2. What have we done in the past that can be improved? As an experienced organization, you probably also have a lot of knowledge about what doesn’t work, or what could be done differently. Take time to identify, reflect upon, and discuss these areas so that they can be improved.
3. What needs does my community have that are not being met? As a nonprofit, you have an obligation to have first-hand knowledge of community needs and to address those needs as effectively as possible. This means you need to be present in the opportunity, ask questions, conduct formal assessments every so often, and listen to the people you are serving and your partners on an ongoing basis.
4. What feedback has the community given us about what we are doing well or not so well? Whether or not you have asked, I am sure that some of the people you are serving have given you positive or negative feedback – or even suggestions for improvement. Develop a system to keep track of this feedback and review it periodically to improve your programs.
5. What trends are impacting the field? Your presence in the community will help you understand not only what the people being served think and feel about what you are offering, but the whole of what is going on in their lives and in their community. Be aware of any type of change or activity in your community that might impact the people you are serving or your ability to provide service to people.
6. What innovative practices could be replicated by my organization to better meet the needs of my community? I believe this might be at the heart of your question! There are a lot of ways you can research innovative practice not just when writing proposals but throughout the year. Some sources of information include professional associations, trade journals, networking groups, and government resources. Stay in touch with your colleagues to know what they are doing. Make some calls to public officials or even funders to ask them what ideas they can share from other communities. Attend conferences, read, and imagine what could be possible!
Keep in mind that what is innovative and works in one community may not necessarily be effective in your community. As you come across ideas, share them with your coworkers and/or the people you serve to see if it might work. Keep in mind that you are serving complete people, even though your program may only impact a part of their lives. All of those other parts of their lives will impact their needs and what will work well as you interact with them. This also means that you should focus not just on addressing problems, but on preventing them while also creating a more positive environment.
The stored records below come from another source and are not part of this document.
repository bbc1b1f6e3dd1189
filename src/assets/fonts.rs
use std::{
    collections::HashMap,
    path::{Path, PathBuf},
    sync::{Arc, Mutex},
};

use crate::foundation::core::Size;
use crate::foundation::error::{EditorError, EditorResult};

/// Where fonts are loaded from when a [`FontBook`] is built.
#[derive(Clone, Debug)]
pub struct FontBookOpts {
    /// Directories scanned (non-recursively) for `.ttf`, `.otf` and `.ttc` files.
    pub dirs: Vec<PathBuf>,
    /// Also register the platform's installed fonts.
    pub load_system_fonts: bool,
}

impl Default for FontBookOpts {
    fn default() -> Self {
        Self {
            dirs: Vec::new(),
            load_system_fonts: true,
        }
    }
}

impl FontBookOpts {
    /// Add a font directory.
    pub fn with_dir(mut self, dir: impl Into<PathBuf>) -> Self {
        self.dirs.push(dir.into());
        self
    }

    /// Enable or disable system font discovery.
    pub fn with_system_fonts(mut self, enabled: bool) -> Self {
        self.load_system_fonts = enabled;
        self
    }
}

/// One concrete font face resolved from a CSS family stack.
#[derive(Clone)]
pub struct FontFace {
    /// Raw font file bytes (shared).
    pub bytes: Arc<Vec<u8>>,
    /// Face index inside a collection file.
    pub index: u32,
    /// Primary family name of the face.
    pub family: String,
}

impl std::fmt::Debug for FontFace {
    fn fmt(&self, f: &mut std::fmt::Formatter<'_>) -> std::fmt::Result {
        f.debug_struct("FontFace")
            .field("family", &self.family)
            .field("index", &self.index)
            .field("bytes_len", &self.bytes.len())
            .finish()
    }
}

/// Font database shared by text measurement, the compositor and the template renderer.
///
/// Building a `FontBook` is the explicit "fonts ready" step: every face is registered before
/// any layout happens, so nothing downstream races a background font load.
pub struct FontBook {
    db: Arc<usvg::fontdb::Database>,
    face_cache: Mutex<HashMap<usvg::fontdb::ID, Arc<Vec<u8>>>>,
}

impl std::fmt::Debug for FontBook {
    fn fmt(&self, f: &mut std::fmt::Formatter<'_>) -> std::fmt::Result {
        f.debug_struct("FontBook")
            .field("faces", &self.db.len())
            .finish()
    }
}

impl Default for FontBook {
    fn default() -> Self {
        Self::empty()
    }
}

impl FontBook {
    /// A book with no faces; text falls back to approximate metrics and is not drawn.
    pub fn empty() -> Self {
        Self::from_database(usvg::fontdb::Database::new())
    }

    /// Load every configured source.
    #[tracing::instrument]
    pub fn load(opts: &FontBookOpts) -> Self {
        let mut db = usvg::fontdb::Database::new();
        if opts.load_system_fonts {
            db.load_system_fonts();
        }
        for dir in &opts.dirs {
            load_fonts_from_dir(&mut db, dir);
        }
        tracing::debug!(faces = db.len(), "font book loaded");
        Self::from_database(db)
    }

    fn from_database(db: usvg::fontdb::Database) -> Self {
        Self {
            db: Arc::new(db),
            face_cache: Mutex::new(HashMap::new()),
        }
    }

    /// Register one font file's bytes on top of a fresh book.
    pub fn from_font_bytes(bytes: Vec<u8>) -> Self {
        let mut db = usvg::fontdb::Database::new();
        db.load_font_data(bytes);
        Self::from_database(db)
    }

    /// Number of registered faces.
    pub fn face_count(&self) -> usize {
        self.db.len()
    }

    /// Shared database handle, as `usvg` options expect.
    pub fn database(&self) -> Arc<usvg::fontdb::Database> {
        Arc::clone(&self.db)
    }

    /// Resolve a CSS family stack (`"'Inter', sans-serif"`) and numeric weight to a face.
    ///
    /// Falls back to the generic sans-serif family and finally to any registered face.
    pub fn resolve(&self, family_stack: &str, weight: u16) -> Option<FontFace> {
        let names = parse_family_stack(family_stack);
        let mut families: Vec<usvg::fontdb::Family<'_>> =
            names.iter().map(|n| family_for(n)).collect();
        families.push(usvg::fontdb::Family::SansSerif);

        let query = usvg::fontdb::Query {
            families: &families,
            weight: usvg::fontdb::Weight(weight),
            stretch: usvg::fontdb::Stretch::Normal,
            style: usvg::fontdb::Style::Normal,
        };
        let id = self
            .db
            .query(&query)
            .or_else(|| self.db.faces().next().map(|f| f.id))?;

        let family = self
            .db
            .face(id)
            .and_then(|f| f.families.first().map(|(name, _)| name.clone()))
            .unwrap_or_else(|| "unknown".to_string());

        let mut cache = self
            .face_cache
            .lock()
            .unwrap_or_else(|poisoned| poisoned.into_inner());
        let (bytes, index) = match cache.get(&id) {
            Some(bytes) => (Arc::clone(bytes), self.db.face(id).map_or(0, |f| f.index)),
            None => {
                let (bytes, index) = self
                    .db
                    .with_face_data(id, |data, index| (Arc::new(data.to_vec()), index))?;
                cache.insert(id, Arc::clone(&bytes));
                (bytes, index)
            }
        };

        Some(FontFace {
            bytes,
            index,
            family,
        })
    }
}

/// Split a CSS `font-family` value into unquoted names.
pub(crate) fn parse_family_stack(stack: &str) -> Vec<String> {
    stack
        .split(',')
        .map(|part| part.trim().trim_matches(|c| c == '\'' || c == '"').trim())
        .filter(|part| !part.is_empty())
        .map(str::to_string)
        .collect()
}

fn family_for(name: &str) -> usvg::fontdb::Family<'_> {
    match name.to_ascii_lowercase().as_str() {
        "serif" => usvg::fontdb::Family::Serif,
        "sans-serif" | "system-ui" | "-apple-system" | "blinkmacsystemfont" => {
            usvg::fontdb::Family::SansSerif
        }
        "monospace" => usvg::fontdb::Family::Monospace,
        "cursive" => usvg::fontdb::Family::Cursive,
        "fantasy" => usvg::fontdb::Family::Fantasy,
        _ => usvg::fontdb::Family::Name(name),
    }
}

fn load_fonts_from_dir(db: &mut usvg::fontdb::Database, dir: &Path) {
    let Ok(rd) = std::fs::read_dir(dir) else {
        tracing::warn!(dir = %dir.display(), "font directory is not readable");
        return;
    };

    for entry in rd.flatten() {
        let path = entry.path();
        if !path.is_file() {
            continue;
        }
        let Some(ext) = path.extension().and_then(|s| s.to_str()) else {
            continue;
        };
        let ext = ext.to_ascii_lowercase();
        if ext != "ttf" && ext != "otf" && ext != "ttc" {
            continue;
        }
        if let Err(e) = db.load_font_file(&path) {
            tracing::warn!(path = %path.display(), error = %e, "skipping unreadable font");
        }
    }
}

/// RGBA8 brush color used by Parley text layout.
#[derive(Clone, Copy, Debug, Default, PartialEq, Eq)]
pub struct TextBrushRgba8 {
    pub r: u8,
    pub g: u8,
    pub b: u8,
    pub a: u8,
}

/// Stateful helper for building Parley text layouts from resolved font faces.
pub struct TextLayoutEngine {
    font_ctx: parley::FontContext,
    layout_ctx: parley::LayoutContext<TextBrushRgba8>,
    registered: HashMap<(usize, u32), String>,
}

impl Default for TextLayoutEngine {
    fn default() -> Self {
        Self::new()
    }
}

impl TextLayoutEngine {
    pub fn new() -> Self {
        Self {
            font_ctx: parley::FontContext::default(),
            layout_ctx: parley::LayoutContext::new(),
            registered: HashMap::new(),
        }
    }

    /// Shape and lay out plain text (newlines honored, no wrapping).
    pub fn layout_plain(
        &mut self,
        text: &str,
        face: &FontFace,
        size_px: f32,
        weight: u16,
        brush: TextBrushRgba8,
    ) -> EditorResult<parley::Layout<TextBrushRgba8>> {
        if !size_px.is_finite() || size_px <= 0.0 {
            return Err(EditorError::validation(
                "text size_px must be finite and > 0",
            ));
        }

        let family_name = self.register(face)?;

        let mut builder = self
            .layout_ctx
            .ranged_builder(&mut self.font_ctx, text, 1.0, true);
        builder.push_default(parley::style::StyleProperty::FontStack(
            parley::style::FontStack::Source(std::borrow::Cow::Owned(family_name)),
        ));
        builder.push_default(parley::style::StyleProperty::FontSize(size_px));
        builder.push_default(parley::style::StyleProperty::FontWeight(
            parley::style::FontWeight::new(f32::from(weight)),
        ));
        builder.push_default(parley::style::StyleProperty::Brush(brush));

        let mut layout: parley::Layout<TextBrushRgba8> = builder.build(text);
        layout.break_all_lines(None);
        Ok(layout)
    }

    /// Measured size of `text` laid out with `face`.
    pub fn measure(
        &mut self,
        text: &str,
        face: &FontFace,
        size_px: f32,
        weight: u16,
    ) -> EditorResult<Size> {
        let layout = self.layout_plain(text, face, size_px, weight, TextBrushRgba8::default())?;
        Ok(Size::new(
            f64::from(layout.width()),
            f64::from(layout.height()),
        ))
    }

    fn register(&mut self, face: &FontFace) -> EditorResult<String> {
        let key = (Arc::as_ptr(&face.bytes) as usize, face.index);
        if let Some(name) = self.registered.get(&key) {
            return Ok(name.clone());
        }

        let families = self.font_ctx.collection.register_fonts(
            parley::fontique::Blob::from(face.bytes.as_ref().clone()),
            None,
        );
        let family_id = families.first().map(|(id, _)| *id).ok_or_else(|| {
            EditorError::decode("no font families registered from font bytes")
        })?;
        let family_name = self
            .font_ctx
            .collection
            .family_name(family_id)
            .ok_or_else(|| EditorError::decode("registered font family has no name"))?
            .to_string();

        self.registered.insert(key, family_name.clone());
        Ok(family_name)
    }
}

/// Metrics used when no face resolves: 0.6em average advance, 1.16 line height.
pub fn approximate_text_extent(text: &str, size_px: f64) -> Size {
    let lines: Vec<&str> = text.split('\n').collect();
    let widest = lines
        .iter()
        .map(|l| l.chars().count())
        .max()
        .unwrap_or(0);
    Size::new(
        widest as f64 * size_px * 0.6,
        lines.len().max(1) as f64 * size_px * 1.16,
    )
}
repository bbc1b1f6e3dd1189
pub mod color;
pub mod decode;
pub mod fonts;
pub mod source;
7. What does my organization and program have the capacity to deliver? My philosophy is always to underpromise and overdeliver (hopefully you have noticed!). I often see nonprofit organizations promising the world in a proposal when there is no possible way that they could actually do what is being proposed. Only propose to do what is possible given the time, money, facilities, and other resources available to the organization. But never stop dreaming big; always be thinking about what additional things your organization could be doing if more funding became available.
To answer these questions, your organization needs to assess needs and capacity to address those needs on an ongoing basis – not just when it is time to write proposals. That way, you will be prepared to take action when you become aware of unexpected opportunities for funding or partnership.